VERONA - Dalla rivisitazione dei 'Coniugi Arnolfini' o della 'Fornarina' ai celebri nudi e alle nature morte, la produzione di Fernando Botero è al centro di una grande mostra allestita dal 21 ottobre al 25 febbraio a Verona, negli spazi di Amo-Palazzo Forti. Esposte oltre 50 opere, in grado di sintetizzare il lungo percorso creativo del maestro colombiano, che quest'anno ha festeggiato con una serie di rassegne il suo ottantacinquesimo compleanno e il mezzo secolo di carriera. Intitolata semplicemente 'Botero', l'importante esposizione è una co-produzione del Gruppo Arthemisia e MondoMostre Skira, mentre la curatela è stata affidata a Rudy Chiappini, che in stretta collaborazione con l'artista ha messo a punto una straordinaria selezione di capolavori, dagli esordi agli ultimi decenni.
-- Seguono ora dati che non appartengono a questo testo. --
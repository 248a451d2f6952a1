use criterion::{BatchSize, Criterion, black_box, criterion_group, criterion_main};
use socketio_transport_core::Packet;

fn criterion_benchmark(c: &mut Criterion) {
    let mut group = c.benchmark_group("packet_codec");

    group.bench_function("encode event on /", |b| {
        b.iter_batched(
            || Packet::event("/", r#"["message",{"foo":"bar","arr":[1,2,3]}]"#),
            |packet| black_box(packet.encode()),
            BatchSize::SmallInput,
        )
    });
    group.bench_function("encode event on /custom_nsp", |b| {
        b.iter_batched(
            || Packet::event("/custom_nsp", r#"["message",{"foo":"bar","arr":[1,2,3]}]"#),
            |packet| black_box(packet.encode()),
            BatchSize::SmallInput,
        )
    });

    group.bench_function("decode event on /", |b| {
        b.iter_batched(
            || r#"42["message",{"foo":"bar","arr":[1,2,3]}]"#.to_string(),
            |frame| black_box(Packet::parse(&frame).ok()),
            BatchSize::SmallInput,
        )
    });
    group.bench_function("decode binary event on /custom_nsp", |b| {
        b.iter_batched(
            || r#"452-/custom_nsp,["file",{"_placeholder":true,"num":0}]"#.to_string(),
            |frame| black_box(Packet::parse(&frame).ok()),
            BatchSize::SmallInput,
        )
    });

    group.finish();
}

criterion_group!(benches, criterion_benchmark);
criterion_main!(benches);
/// Connect the socket, then pump its frames into the transport handlers
/// until the stream ends.
async fn run_socket<M: Manager>(
    shared: Arc<Shared<M>>,
    generation: u64,
    request: http::Request<()>,
) {
    let ws = match connect_async(request).await {
        Ok((ws, _response)) => ws,
        Err(e) => {
            shared.on_socket_error(generation, &format!("connection failed: {e}"));
            return;
        }
    };
    let (sink, mut stream) = ws.split();
    let (tx, rx) = mpsc::unbounded_channel();
    if !shared.install_writer(generation, tx) {
        // closed while the connection was being established; dropping the
        // stream releases the socket
        debug!("discarding socket for a retired connection attempt");
        return;
    }
    let writer = forward_to_socket(sink, rx);
    shared.on_socket_open(generation);

    let mut terminated = false;
    while let Some(msg) = stream.next().await {
        match msg {
            Ok(Message::Text(frame)) => shared.on_text_frame(generation, frame.as_str()),
            Ok(Message::Binary(frame)) => shared.on_binary_frame(generation, frame),
            Ok(Message::Close(frame)) => {
                shared.on_socket_closed(generation, frame);
                terminated = true;
                break;
            }
            // ws-level ping/pong/raw frames are handled by the socket layer
            Ok(_) => {}
            Err(e) => {
                shared.on_socket_error(generation, &format!("socket error: {e}"));
                terminated = true;
                break;
            }
        }
    }
    if !terminated {
        shared.on_socket_error(generation, "socket stream ended unexpectedly");
    }
    writer.abort();
}

/// Forward queued outbound frames to the socket sink.
///
/// The sink is flushed only when the channel is drained.
fn forward_to_socket(
    mut sink: SplitSink<WsStream, Message>,
    mut rx: mpsc::UnboundedReceiver<Message>,
) -> JoinHandle<()> {
    tokio::spawn(async move {
        while let Some(item) = rx.recv().await {
            if sink.feed(item).await.is_err() {
                break;
            }
            while let Ok(item) = rx.try_recv() {
                if sink.feed(item).await.is_err() {
                    return;
                }
            }
            if sink.flush().await.is_err() {
                break;
            }
        }
        sink.close().await.ok();
    })
}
I corpi smisurati, le atmosfere fiabesche e fantastiche dell'America Latina, l'esuberanza delle forme e dei colori, l'ironia e la nostalgia: la pittura di Botero non sta dentro un genere, pur esprimendosi attraverso la figurazione, ma ne inventa uno proprio e autonomo. Proprio attorno ad esso il maestro, nel corso del tempo, ha saputo quindi sviluppare e far crescere una poetica capace di abbracciare e trasformare qualunque suggestione, dalle tradizioni, antiche e moderne, del Sud America agli influssi dell'arte classica europea, ben conosciuti e metabolizzati da Botero sia nella tecnica pittorica sia nella composizione della scena e infine in certi soggetti. Senza mai però rinunciare alla sua personalissima cifra. Suddivisa in una decina di sezioni, la mostra veronese parte degli esordi, quando per Botero il primario riferimento è costituito dalla grande arte precolombiana e dal barocco coloniale, oltre ovviamente alla pittura muralista messicana assai nota anche in Colombia.
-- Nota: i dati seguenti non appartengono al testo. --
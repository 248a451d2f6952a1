//! Wire-level types for the socket.io client transport engine.
//!
//! This crate carries everything needed to translate between the
//! Engine.IO/Socket.IO text envelope and a structured [`Packet`], plus the
//! small protocol enums shared between transports and their manager. It
//! performs no IO: the transport crates drive sockets and feed frames in.

pub mod handshake;
pub mod packet;
pub mod protocol;

pub use handshake::HandshakeData;
pub use packet::{Packet, PacketBuf, PacketParseError, SocketIOEvent, TransportEvent};
pub use protocol::{ProtocolVersion, ServerVersion, TransportType};
// Configuration for the streaming synthesis pipeline

#[derive(Debug, Clone)]
pub struct SynthesizerConfig {
    /// Upper bound on non-first chunk size, in characters.
    pub max_chunk_chars: usize,
    /// Upper bound on the very first chunk. Smaller than
    /// `max_chunk_chars`: a shorter first chunk returns first audio
    /// sooner at the cost of slightly more fragmented prosody.
    pub first_chunk_chars: usize,
    /// Whether the underlying engine supports concurrent inference.
    /// When false, inference calls per loaded model are serialized.
    pub model_is_thread_safe: bool,
    /// Capacity of the frame queue between producer and consumer.
    pub queue_capacity: usize,
    /// Declared output sample rate of the configured model.
    pub sample_rate: u32,
    /// Declared output channel count of the configured model.
    pub num_channels: u16,
}

impl Default for SynthesizerConfig {
    fn default() -> Self {
        Self {
            max_chunk_chars: 60,
            first_chunk_chars: 35,
            model_is_thread_safe: false,
            queue_capacity: 4,
            sample_rate: 22_050,
            num_channels: 1,
        }
    }
}

impl SynthesizerConfig {
    pub fn from_env() -> Self {
        let defaults = Self::default();

        let max_chunk_chars = std::env::var("TTS_MAX_CHUNK_CHARS")
            .ok()
            .and_then(|v| v.parse().ok())
            .unwrap_or(defaults.max_chunk_chars);

        let first_chunk_chars = std::env::var("TTS_FIRST_CHUNK_CHARS")
            .ok()
            .and_then(|v| v.parse().ok())
            .unwrap_or(defaults.first_chunk_chars);

        let model_is_thread_safe = std::env::var("TTS_MODEL_THREAD_SAFE")
            .ok()
            .map(|v| matches!(v.trim(), "1" | "true" | "yes"))
            .unwrap_or(defaults.model_is_thread_safe);

        let queue_capacity = std::env::var("TTS_QUEUE_CAPACITY")
            .ok()
            .and_then(|v| v.parse().ok())
            .unwrap_or(defaults.queue_capacity);

        let sample_rate = std::env::var("TTS_SAMPLE_RATE")
            .ok()
            .and_then(|v| v.parse().ok())
            .unwrap_or(defaults.sample_rate);

        Self {
            max_chunk_chars,
            first_chunk_chars,
            model_is_thread_safe,
            queue_capacity,
            sample_rate,
            num_channels: defaults.num_channels,
        }
    }
}

#[cfg(test)]
mod tests {
    use super::*;

    #[test]
    fn defaults_match_the_documented_budgets() {
        let config = SynthesizerConfig::default();
        assert_eq!(config.max_chunk_chars, 60);
        assert_eq!(config.first_chunk_chars, 35);
        assert!(!config.model_is_thread_safe);
        assert_eq!(config.queue_capacity, 4);
        assert_eq!(config.sample_rate, 22_050);
        assert_eq!(config.num_channels, 1);
    }
}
Ispirato da Orozco, Rivera e Siqueiros, il suo obiettivo è ridestare lo spirito delle origini e della storia. L'universo dell'arte di Botero è però assai più complesso di ciò che appare, come testimoniano opere quali i 'Coniugi Arnolfini', 'Fornarina, aprés Raffaello' e 'Cristo crocifisso', vale a dire le versioni rivisitate da antichi maestri. Uno degli elementi caratterizzanti della sua pittura consiste infatti nella capacità di coniugare mirabilmente quella cultura latino-americana delle origini, alimentata dall'iperbole e dal gusto del fantastico, con la civiltà visiva occidentale, in particolare Giotto, Piero della Francesca, Leonardo, Mantegna, Velazquez, Goya, studiati nei viaggi compiuti negli anni '50. A questi maestri si aggiungeranno nei decenni successivi Durer e Rubens, Manet e Cezanne. E se il percorso espositivo lascia largo spazio alle nature morte, ispirate in gran parte proprio alla produzione del maestro post-impressionista, uno dei centri della rassegna sono i famosi nudi, in cui Botero raggiunge un perfetto equilibrio tra le forme, i concetti e le nostalgie. Le forme devono conquistare armonicamente gli spazi e i concetti trovano l'opportuna traduzione nei risultati espressi sulla tela. La nostalgia poi costituisce un mirabile valore aggiunto, perché trasferisce il clima favolistico delle vicende narrate nel sogno perduto dell'infanzia, magico recupero di un paesaggio smarrito. Basti pensare alla naturale sensualità di 'Donna seduta', opera del 1997, che si presenta in tutta la sua elegante opulenza o alla protagonista de 'Il bagno' (2002), le cui matronali fattezze riempiono di luce carnale lo spazio angusto.